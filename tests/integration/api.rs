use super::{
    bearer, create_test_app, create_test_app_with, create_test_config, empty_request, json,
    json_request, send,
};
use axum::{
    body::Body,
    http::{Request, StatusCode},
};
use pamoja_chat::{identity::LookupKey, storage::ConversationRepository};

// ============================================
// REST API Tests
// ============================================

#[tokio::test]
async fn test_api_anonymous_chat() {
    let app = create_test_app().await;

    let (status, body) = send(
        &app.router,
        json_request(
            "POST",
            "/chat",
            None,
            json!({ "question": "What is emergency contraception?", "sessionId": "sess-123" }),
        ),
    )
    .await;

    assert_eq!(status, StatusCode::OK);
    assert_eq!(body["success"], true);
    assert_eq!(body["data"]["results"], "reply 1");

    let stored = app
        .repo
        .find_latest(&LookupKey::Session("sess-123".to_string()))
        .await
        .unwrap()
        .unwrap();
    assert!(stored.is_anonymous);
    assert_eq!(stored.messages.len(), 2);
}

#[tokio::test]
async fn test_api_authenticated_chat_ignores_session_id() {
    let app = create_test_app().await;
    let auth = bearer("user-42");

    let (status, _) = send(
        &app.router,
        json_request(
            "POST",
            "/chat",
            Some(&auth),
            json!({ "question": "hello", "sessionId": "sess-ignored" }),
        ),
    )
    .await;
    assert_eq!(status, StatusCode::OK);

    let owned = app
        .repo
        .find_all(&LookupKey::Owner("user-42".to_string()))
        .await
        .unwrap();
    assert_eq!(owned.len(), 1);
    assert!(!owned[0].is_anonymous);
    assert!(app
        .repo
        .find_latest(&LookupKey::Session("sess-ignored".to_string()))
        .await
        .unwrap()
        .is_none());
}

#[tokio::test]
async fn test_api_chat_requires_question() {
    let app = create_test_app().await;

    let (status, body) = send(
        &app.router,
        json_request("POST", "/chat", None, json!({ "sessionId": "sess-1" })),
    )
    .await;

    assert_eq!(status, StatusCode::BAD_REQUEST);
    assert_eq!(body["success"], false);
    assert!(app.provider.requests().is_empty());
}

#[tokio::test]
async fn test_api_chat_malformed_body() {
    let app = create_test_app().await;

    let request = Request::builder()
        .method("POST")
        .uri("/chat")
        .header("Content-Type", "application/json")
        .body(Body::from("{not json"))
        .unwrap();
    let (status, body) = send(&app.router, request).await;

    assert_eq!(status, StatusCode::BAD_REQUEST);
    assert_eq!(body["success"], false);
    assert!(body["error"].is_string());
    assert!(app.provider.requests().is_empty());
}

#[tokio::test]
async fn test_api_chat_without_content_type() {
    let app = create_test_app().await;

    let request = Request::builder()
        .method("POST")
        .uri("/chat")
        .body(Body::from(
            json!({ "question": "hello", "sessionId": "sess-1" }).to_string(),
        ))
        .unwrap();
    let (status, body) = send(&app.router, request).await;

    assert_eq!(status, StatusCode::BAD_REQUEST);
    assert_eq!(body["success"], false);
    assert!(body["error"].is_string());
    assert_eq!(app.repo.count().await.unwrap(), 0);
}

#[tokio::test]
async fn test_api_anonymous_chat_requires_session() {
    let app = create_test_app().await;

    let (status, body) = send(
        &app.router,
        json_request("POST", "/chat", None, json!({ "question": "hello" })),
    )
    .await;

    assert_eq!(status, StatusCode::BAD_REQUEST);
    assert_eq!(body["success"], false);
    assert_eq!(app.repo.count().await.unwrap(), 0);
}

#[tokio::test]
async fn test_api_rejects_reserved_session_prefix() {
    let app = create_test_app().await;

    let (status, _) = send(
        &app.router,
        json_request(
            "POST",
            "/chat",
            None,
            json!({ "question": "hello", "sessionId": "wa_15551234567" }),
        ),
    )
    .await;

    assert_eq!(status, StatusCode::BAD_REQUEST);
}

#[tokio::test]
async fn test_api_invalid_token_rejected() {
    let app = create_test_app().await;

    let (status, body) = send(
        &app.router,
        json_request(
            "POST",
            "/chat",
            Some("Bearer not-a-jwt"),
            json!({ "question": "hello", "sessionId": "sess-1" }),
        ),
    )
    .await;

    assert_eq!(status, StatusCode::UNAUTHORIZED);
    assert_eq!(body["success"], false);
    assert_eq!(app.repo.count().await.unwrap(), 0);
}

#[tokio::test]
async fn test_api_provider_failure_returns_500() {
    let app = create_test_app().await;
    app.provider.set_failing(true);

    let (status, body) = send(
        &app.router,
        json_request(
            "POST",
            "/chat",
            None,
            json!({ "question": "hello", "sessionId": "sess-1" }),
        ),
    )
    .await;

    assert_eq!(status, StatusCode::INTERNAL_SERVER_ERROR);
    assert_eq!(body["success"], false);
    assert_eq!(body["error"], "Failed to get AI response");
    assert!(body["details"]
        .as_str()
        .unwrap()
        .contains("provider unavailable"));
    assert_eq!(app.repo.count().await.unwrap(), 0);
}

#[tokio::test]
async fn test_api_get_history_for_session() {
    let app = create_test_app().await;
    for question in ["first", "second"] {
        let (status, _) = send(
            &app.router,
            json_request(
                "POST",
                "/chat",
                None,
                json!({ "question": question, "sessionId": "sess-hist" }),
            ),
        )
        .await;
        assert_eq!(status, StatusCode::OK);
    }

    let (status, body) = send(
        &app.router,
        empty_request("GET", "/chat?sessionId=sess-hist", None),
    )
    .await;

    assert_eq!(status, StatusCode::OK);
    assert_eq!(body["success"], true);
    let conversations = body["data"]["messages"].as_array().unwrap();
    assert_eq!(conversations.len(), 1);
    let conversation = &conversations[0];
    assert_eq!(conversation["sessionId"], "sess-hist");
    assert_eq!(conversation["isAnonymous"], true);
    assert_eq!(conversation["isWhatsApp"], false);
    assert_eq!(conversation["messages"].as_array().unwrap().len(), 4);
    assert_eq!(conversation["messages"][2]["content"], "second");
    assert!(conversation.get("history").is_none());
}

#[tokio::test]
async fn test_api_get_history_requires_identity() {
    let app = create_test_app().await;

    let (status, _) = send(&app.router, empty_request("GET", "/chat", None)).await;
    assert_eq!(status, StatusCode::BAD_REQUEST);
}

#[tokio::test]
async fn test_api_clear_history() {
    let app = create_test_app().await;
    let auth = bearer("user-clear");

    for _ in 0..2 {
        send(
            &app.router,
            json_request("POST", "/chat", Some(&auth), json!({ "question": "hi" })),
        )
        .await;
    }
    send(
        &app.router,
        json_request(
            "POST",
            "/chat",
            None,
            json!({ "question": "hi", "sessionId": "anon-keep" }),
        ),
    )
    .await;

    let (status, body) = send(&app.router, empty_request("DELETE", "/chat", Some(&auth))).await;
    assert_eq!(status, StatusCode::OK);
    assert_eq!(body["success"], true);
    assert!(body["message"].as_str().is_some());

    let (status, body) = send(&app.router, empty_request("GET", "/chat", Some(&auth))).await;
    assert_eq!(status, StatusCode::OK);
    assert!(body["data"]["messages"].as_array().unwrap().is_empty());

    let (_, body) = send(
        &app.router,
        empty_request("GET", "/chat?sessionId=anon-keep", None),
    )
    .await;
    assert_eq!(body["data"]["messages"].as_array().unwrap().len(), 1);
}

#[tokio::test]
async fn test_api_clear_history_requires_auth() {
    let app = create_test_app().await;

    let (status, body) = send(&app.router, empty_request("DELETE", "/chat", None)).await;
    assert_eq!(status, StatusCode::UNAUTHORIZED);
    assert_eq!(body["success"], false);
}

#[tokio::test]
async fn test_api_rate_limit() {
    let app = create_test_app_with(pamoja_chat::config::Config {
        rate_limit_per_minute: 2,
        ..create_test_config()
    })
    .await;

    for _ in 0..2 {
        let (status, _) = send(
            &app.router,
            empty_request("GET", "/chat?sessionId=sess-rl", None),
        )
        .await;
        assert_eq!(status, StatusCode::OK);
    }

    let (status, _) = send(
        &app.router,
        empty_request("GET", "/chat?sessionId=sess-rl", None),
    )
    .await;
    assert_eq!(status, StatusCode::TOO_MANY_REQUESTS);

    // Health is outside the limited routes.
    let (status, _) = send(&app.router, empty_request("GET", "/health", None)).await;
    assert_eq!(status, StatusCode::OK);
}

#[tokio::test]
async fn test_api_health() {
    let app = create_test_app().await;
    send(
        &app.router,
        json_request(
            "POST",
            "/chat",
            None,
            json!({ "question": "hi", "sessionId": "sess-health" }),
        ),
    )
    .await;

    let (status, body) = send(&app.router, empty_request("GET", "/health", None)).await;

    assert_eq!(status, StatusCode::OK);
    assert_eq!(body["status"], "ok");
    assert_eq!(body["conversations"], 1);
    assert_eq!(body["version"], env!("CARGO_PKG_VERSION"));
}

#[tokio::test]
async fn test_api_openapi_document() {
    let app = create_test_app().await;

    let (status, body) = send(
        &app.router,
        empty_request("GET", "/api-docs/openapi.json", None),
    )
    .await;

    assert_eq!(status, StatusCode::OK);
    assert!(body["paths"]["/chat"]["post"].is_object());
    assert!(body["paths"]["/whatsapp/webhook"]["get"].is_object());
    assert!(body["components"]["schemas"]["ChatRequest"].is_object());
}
==
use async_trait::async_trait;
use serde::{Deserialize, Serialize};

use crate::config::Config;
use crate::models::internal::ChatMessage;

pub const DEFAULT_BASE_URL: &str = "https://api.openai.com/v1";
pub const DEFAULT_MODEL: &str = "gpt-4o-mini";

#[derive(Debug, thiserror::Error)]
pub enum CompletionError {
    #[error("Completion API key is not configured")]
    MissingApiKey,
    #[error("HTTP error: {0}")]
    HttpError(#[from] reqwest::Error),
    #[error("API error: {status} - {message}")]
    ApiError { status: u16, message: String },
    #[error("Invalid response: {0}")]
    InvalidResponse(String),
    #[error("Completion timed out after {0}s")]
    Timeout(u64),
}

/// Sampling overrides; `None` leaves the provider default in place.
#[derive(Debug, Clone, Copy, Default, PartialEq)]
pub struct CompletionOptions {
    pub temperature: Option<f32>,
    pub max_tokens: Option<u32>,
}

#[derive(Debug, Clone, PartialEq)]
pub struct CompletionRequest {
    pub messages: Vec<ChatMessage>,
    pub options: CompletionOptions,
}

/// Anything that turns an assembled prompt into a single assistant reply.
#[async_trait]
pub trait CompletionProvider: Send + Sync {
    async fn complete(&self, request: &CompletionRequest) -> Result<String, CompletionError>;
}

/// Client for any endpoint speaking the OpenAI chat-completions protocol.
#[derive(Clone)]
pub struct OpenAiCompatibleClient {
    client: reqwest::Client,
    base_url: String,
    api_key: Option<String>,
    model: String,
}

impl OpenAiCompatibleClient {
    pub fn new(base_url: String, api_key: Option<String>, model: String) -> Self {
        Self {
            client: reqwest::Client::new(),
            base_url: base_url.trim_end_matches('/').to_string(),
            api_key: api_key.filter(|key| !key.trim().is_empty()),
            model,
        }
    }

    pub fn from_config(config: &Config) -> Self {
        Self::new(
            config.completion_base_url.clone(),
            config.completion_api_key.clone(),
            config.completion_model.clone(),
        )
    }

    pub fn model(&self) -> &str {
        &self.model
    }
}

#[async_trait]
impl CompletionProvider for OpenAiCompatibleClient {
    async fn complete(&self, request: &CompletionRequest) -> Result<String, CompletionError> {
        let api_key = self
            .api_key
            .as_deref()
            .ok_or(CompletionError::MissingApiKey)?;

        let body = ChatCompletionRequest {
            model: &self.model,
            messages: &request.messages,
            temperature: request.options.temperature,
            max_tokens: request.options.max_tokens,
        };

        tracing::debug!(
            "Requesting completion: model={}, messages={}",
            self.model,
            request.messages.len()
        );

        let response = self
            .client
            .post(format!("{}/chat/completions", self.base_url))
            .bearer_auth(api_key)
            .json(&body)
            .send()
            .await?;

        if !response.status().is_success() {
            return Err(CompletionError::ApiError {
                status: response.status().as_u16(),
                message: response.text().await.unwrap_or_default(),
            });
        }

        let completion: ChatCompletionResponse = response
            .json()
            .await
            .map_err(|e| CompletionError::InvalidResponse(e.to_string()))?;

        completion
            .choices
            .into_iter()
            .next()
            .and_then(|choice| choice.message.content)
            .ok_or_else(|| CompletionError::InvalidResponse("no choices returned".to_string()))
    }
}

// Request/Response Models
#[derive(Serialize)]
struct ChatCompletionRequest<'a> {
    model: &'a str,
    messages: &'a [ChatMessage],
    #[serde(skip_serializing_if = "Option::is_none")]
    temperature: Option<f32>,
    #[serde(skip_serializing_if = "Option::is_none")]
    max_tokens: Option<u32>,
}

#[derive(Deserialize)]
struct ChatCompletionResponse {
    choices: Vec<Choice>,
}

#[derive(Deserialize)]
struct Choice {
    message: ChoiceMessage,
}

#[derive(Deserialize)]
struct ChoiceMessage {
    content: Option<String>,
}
---
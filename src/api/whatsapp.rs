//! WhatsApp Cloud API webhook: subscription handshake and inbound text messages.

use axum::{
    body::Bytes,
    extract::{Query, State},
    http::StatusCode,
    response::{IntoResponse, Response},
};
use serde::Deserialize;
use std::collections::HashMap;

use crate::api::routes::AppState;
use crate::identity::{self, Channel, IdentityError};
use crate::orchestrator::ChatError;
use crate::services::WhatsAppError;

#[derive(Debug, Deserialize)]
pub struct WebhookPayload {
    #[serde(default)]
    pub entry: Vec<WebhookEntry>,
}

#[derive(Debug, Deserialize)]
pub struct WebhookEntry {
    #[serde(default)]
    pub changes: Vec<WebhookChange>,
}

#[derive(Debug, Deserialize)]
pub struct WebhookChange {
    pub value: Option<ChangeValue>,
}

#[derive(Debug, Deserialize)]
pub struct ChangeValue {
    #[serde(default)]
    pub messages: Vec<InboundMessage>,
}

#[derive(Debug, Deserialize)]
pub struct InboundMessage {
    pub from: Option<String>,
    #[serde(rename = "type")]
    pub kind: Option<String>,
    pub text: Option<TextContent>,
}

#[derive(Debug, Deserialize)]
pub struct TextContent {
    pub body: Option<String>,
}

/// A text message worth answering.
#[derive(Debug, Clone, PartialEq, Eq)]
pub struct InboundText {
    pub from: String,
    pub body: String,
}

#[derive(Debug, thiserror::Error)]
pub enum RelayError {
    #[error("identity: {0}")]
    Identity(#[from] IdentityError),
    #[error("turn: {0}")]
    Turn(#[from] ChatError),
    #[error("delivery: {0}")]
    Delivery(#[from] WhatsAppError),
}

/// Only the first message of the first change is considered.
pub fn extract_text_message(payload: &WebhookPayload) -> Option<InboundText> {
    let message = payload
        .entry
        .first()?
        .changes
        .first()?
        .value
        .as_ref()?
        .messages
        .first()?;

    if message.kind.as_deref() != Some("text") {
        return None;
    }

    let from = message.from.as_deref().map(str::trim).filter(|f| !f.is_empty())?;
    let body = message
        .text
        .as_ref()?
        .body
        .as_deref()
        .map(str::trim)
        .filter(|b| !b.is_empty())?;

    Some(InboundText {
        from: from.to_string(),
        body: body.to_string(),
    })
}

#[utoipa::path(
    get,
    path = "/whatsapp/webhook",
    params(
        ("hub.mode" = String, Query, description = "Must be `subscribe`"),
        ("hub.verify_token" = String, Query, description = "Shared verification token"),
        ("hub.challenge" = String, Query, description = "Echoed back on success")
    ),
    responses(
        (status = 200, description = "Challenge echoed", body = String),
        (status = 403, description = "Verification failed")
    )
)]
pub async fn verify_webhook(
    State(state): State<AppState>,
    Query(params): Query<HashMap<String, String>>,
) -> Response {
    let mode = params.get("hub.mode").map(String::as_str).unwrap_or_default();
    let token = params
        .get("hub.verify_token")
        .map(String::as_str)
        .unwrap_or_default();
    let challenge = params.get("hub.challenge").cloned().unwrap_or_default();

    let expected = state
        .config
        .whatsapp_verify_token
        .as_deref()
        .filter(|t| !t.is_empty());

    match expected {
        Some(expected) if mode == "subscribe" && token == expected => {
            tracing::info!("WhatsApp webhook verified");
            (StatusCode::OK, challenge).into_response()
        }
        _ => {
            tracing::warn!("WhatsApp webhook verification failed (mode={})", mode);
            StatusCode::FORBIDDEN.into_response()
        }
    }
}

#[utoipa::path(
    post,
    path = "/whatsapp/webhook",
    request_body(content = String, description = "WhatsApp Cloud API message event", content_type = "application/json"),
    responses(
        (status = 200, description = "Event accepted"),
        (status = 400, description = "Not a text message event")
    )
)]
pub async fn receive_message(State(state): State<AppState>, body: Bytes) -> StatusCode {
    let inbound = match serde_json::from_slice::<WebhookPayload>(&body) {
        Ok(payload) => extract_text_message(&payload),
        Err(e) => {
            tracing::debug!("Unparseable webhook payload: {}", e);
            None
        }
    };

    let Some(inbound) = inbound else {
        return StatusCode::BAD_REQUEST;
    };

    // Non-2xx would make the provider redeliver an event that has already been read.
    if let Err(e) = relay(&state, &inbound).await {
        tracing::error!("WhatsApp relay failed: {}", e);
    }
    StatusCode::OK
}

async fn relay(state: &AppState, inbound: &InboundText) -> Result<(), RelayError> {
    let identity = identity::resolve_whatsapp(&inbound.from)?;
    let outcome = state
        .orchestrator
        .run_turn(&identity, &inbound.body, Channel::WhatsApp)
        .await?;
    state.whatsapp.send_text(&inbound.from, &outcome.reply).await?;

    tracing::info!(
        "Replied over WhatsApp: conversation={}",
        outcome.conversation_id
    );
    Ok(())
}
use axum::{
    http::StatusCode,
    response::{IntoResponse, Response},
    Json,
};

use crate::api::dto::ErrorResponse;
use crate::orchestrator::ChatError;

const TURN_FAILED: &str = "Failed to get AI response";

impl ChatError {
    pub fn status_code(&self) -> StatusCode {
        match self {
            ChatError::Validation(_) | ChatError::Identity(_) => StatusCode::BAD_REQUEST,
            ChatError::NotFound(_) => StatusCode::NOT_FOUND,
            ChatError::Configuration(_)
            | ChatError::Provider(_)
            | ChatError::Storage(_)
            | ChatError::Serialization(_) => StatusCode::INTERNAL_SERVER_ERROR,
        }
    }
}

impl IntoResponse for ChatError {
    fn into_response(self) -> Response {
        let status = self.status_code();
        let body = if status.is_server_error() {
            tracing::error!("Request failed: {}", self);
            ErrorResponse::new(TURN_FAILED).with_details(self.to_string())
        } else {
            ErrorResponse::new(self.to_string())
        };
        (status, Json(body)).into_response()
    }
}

| EXERCISE AIM |
Return every line above that contains the word "reply".

| RESPONSE FOR THIS EXERCISE |
    assert_eq!(body["data"]["results"], "reply 1");
/// Anything that turns an assembled prompt into a single assistant reply.
    state.whatsapp.send_text(&inbound.from, &outcome.reply).await?;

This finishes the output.